Anterior segment optical coherence tomography images, (a) of the right eye with pachymetry 690μ (b) of the left eye showing diffuse stromal edema (850 μ)
Being a bilateral endothelial disease at this young age, a diagnosis of congenital hereditary endothelial dystrophy (CHED)[1] was made. Pure tone audiometry was performed which showed moderate sensorineural hearing loss, implying the diagnosis of the “Harboyan syndrome”.[2]
The patient was then advised to stop the topical glaucoma medications one by one under monitoring, even after which the IOP remained within normal range. The patient was started on topical hypertonic saline and registered for endothelial keratoplasty.
Conclusion
A comprehensive work-up of both eyes is essential before prematurely concluding at the diagnosis, to avoid redundant patient mismanagement.
Declaration of patient consent
The authors certify that they have obtained all appropriate patient consent forms. In the form the patient(s) has/have given his/her/their consent for his/her/their images and other clinical information to be reported in the journal. The patients understand that their names and initials will not be published and due efforts will be made to conceal their identity, but anonymity cannot be guaranteed.

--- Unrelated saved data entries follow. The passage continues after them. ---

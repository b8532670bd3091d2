//! Property-based tests for division and Gröbner basis computation.

#[cfg(test)]
mod tests {
    use std::cmp::Ordering;

    use proptest::prelude::*;
    use proptest::test_runner::{RngAlgorithm, TestRng, TestRunner};

    use buchberger_poly::{is_near_zero, Lex, Monomial, MonomialOrdering, Polynomial};

    use crate::config::BuchbergerConfig;
    use crate::engine::groebner_basis_with_config;
    use crate::operations::{make_monic, normal_form, reduce, s_polynomial};
    use crate::pairs::PairQueue;
    use crate::verify::is_groebner_basis;

    const VARS: [&str; 3] = ["x", "y", "z"];

    fn small_monomial() -> impl Strategy<Value = Monomial> {
        proptest::collection::vec(0u32..4, 3)
            .prop_map(|exps| Monomial::new(VARS.iter().copied().zip(exps)))
    }

    fn small_poly() -> impl Strategy<Value = Polynomial> {
        proptest::collection::vec(((-20i32..20i32).prop_map(f64::from), small_monomial()), 0..=5)
            .prop_map(Polynomial::new)
    }

    // Binomials in x and y with power-of-two coefficients. Division by such
    // leading coefficients is exact, which keeps whole runs free of drift.
    fn binomial() -> impl Strategy<Value = Polynomial> {
        let coeff = prop::sample::select(vec![-2.0, -1.0, 1.0, 2.0]);
        let mono = (0u32..3, 0u32..3).prop_map(|(a, b)| Monomial::new([("x", a), ("y", b)]));
        proptest::collection::vec((coeff, mono), 1..=2).prop_map(Polynomial::new)
    }

    fn binomial_system() -> impl Strategy<Value = Vec<Polynomial>> {
        proptest::collection::vec(binomial(), 1..=3)
    }

    // Monomial in x, y, z of total degree at most 4.
    fn bounded_monomial() -> impl Strategy<Value = Monomial> {
        (0u32..=4)
            .prop_flat_map(|a| (Just(a), 0..=4 - a))
            .prop_flat_map(|(a, b)| (Just(a), Just(b), 0..=4 - a - b))
            .prop_map(|(a, b, c)| Monomial::new([("x", a), ("y", b), ("z", c)]))
    }

    // Up to three terms with real coefficients in [-10, 10).
    fn real_poly() -> impl Strategy<Value = Polynomial> {
        proptest::collection::vec((-10.0f64..10.0, bounded_monomial()), 1..=3)
            .prop_map(Polynomial::new)
    }

    fn lex() -> Lex {
        Lex::new(VARS)
    }

    fn capped() -> BuchbergerConfig {
        BuchbergerConfig::new()
            .with_max_pairs(500)
            .with_max_reduction_rounds(50)
    }

    proptest! {
        // Division

        #[test]
        fn reduce_by_empty_basis_is_identity(p in small_poly()) {
            let empty: [Polynomial; 0] = [];
            prop_assert_eq!(reduce(&p, &empty, &lex()), p);
        }

        #[test]
        fn reduce_by_self_is_zero(g in small_poly()) {
            prop_assume!(!g.is_zero());
            prop_assert!(reduce(&g, [&g], &lex()).is_zero());
        }

        #[test]
        fn normal_form_is_fully_reduced(p in small_poly(), g in small_poly()) {
            let order = lex();
            prop_assume!(!g.is_zero());
            let lm = g.leading_monomial(&order);

            let nf = normal_form(&p, [&g], &order);
            for t in nf.terms() {
                prop_assert!(!lm.divides(t.monomial()));
            }
        }

        #[test]
        fn s_polynomial_drops_below_lcm(f in small_poly(), g in small_poly()) {
            let order = lex();
            prop_assume!(!f.is_zero() && !g.is_zero());

            let s = s_polynomial(&f, &g, &order);
            prop_assume!(!s.is_zero());

            let lcm = f.leading_monomial(&order).lcm(&g.leading_monomial(&order));
            prop_assert_eq!(order.compare(&s.leading_monomial(&order), &lcm), Ordering::Less);
        }

        #[test]
        fn make_monic_idempotent(p in small_poly()) {
            let order = lex();
            let once = make_monic(&p, &order);
            prop_assert_eq!(make_monic(&once, &order), once.clone());
            if !p.is_zero() {
                prop_assert!(is_near_zero(once.leading_coefficient(&order) - 1.0));
            }
        }

        #[test]
        fn all_pairs_enumerates_each_pair_once(n in 0usize..12) {
            let mut queue = PairQueue::all_pairs(n);
            prop_assert_eq!(queue.len(), n * n.saturating_sub(1) / 2);

            let mut seen = Vec::new();
            while let Some(pair) = queue.pop() {
                prop_assert!(pair.i < pair.j && pair.j < n);
                seen.push(pair);
            }
            let total = seen.len();
            seen.sort_by_key(|p| (p.i, p.j));
            seen.dedup();
            prop_assert_eq!(seen.len(), total);
        }

        // Gröbner bases

        #[test]
        fn basis_generates_input(input in binomial_system()) {
            let order = Lex::new(["x", "y"]);
            let Ok(basis) = groebner_basis_with_config(input.clone(), &order, &capped()) else {
                return Err(TestCaseError::reject("cap reached"));
            };

            for f in &input {
                prop_assert!(reduce(f, &basis, &order).is_zero(), "{} not in ideal of {:?}", f, basis);
            }
        }

        #[test]
        fn basis_passes_oracle(input in binomial_system()) {
            let order = Lex::new(["x", "y"]);
            let Ok(basis) = groebner_basis_with_config(input, &order, &capped()) else {
                return Err(TestCaseError::reject("cap reached"));
            };

            prop_assert!(is_groebner_basis(&basis, &order));
        }

        #[test]
        fn basis_is_monic_and_reduced(input in binomial_system()) {
            let order = Lex::new(["x", "y"]);
            let Ok(basis) = groebner_basis_with_config(input, &order, &capped()) else {
                return Err(TestCaseError::reject("cap reached"));
            };

            for (k, p) in basis.iter().enumerate() {
                prop_assert!(!p.is_zero());
                prop_assert!(is_near_zero(p.leading_coefficient(&order) - 1.0));

                let lm = p.leading_monomial(&order);
                for (l, q) in basis.iter().enumerate() {
                    if k != l {
                        prop_assert!(!q.leading_monomial(&order).divides(&lm));
                        prop_assert!(q.terms().iter().all(|t| !lm.divides(t.monomial())));
                    }
                }
            }
        }

        #[test]
        fn full_reduction_agrees_on_leading_monomials(input in binomial_system()) {
            let order = Lex::new(["x", "y"]);
            let weak_config = capped().with_full_reduction(false);
            let (Ok(weak), Ok(full)) = (
                groebner_basis_with_config(input.clone(), &order, &weak_config),
                groebner_basis_with_config(input, &order, &capped()),
            ) else {
                return Err(TestCaseError::reject("cap reached"));
            };

            let weak_lms: Vec<Monomial> = weak.iter().map(|p| p.leading_monomial(&order)).collect();
            let full_lms: Vec<Monomial> = full.iter().map(|p| p.leading_monomial(&order)).collect();
            prop_assert_eq!(weak_lms, full_lms);
        }
    }

    // Systems of three real polynomials in x > y > z, drawn from a fixed
    // seed so every run sees the same inputs. Caps bound the work: a capped
    // run still has to return, and a finished one must verify.
    #[test]
    fn random_real_systems_terminate_and_verify() {
        let config = ProptestConfig {
            cases: 32,
            ..ProptestConfig::default()
        };
        let mut runner =
            TestRunner::new_with_rng(config, TestRng::deterministic_rng(RngAlgorithm::ChaCha));
        let order = lex();
        let caps = BuchbergerConfig::new()
            .with_max_pairs(60)
            .with_max_reduction_rounds(50);

        let system = proptest::collection::vec(real_poly(), 3);
        let result = runner.run(&system, |input| {
            let Ok(basis) = groebner_basis_with_config(input.clone(), &order, &caps) else {
                return Ok(());
            };

            prop_assert!(is_groebner_basis(&basis, &order), "not a Groebner basis: {:?}", basis);
            for f in &input {
                prop_assert!(reduce(f, &basis, &order).is_zero(), "{} not in ideal of {:?}", f, basis);
            }
            for p in &basis {
                prop_assert!(is_near_zero(p.leading_coefficient(&order) - 1.0));
            }
            Ok(())
        });

        if let Err(err) = result {
            panic!("{err}");
        }
    }
}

Financial support and sponsorship
Nil.
Conflicts of interest
There are no conflicts of interest.
References
- 1.Weiss JS, Møller HU, Aldave AJ, Seitz B, Bredrup C, Kivelä T, et al. IC3D classification of corneal dystrophies – edition 2. Cornea. 2015;34:117–59. doi: 10.1097/ICO.0000000000000307. [DOI] [PubMed] [Google Scholar]
- 2.Desir J, Abramowicz M. Congenital hereditary endothelial dystrophy with progressive sensorineural deafness (Harboyan syndrome) Orphanet J Rare Dis. 2008;3:28. doi: 10.1186/1750-1172-3-28. [DOI] [PMC free article] [PubMed] [Google Scholar]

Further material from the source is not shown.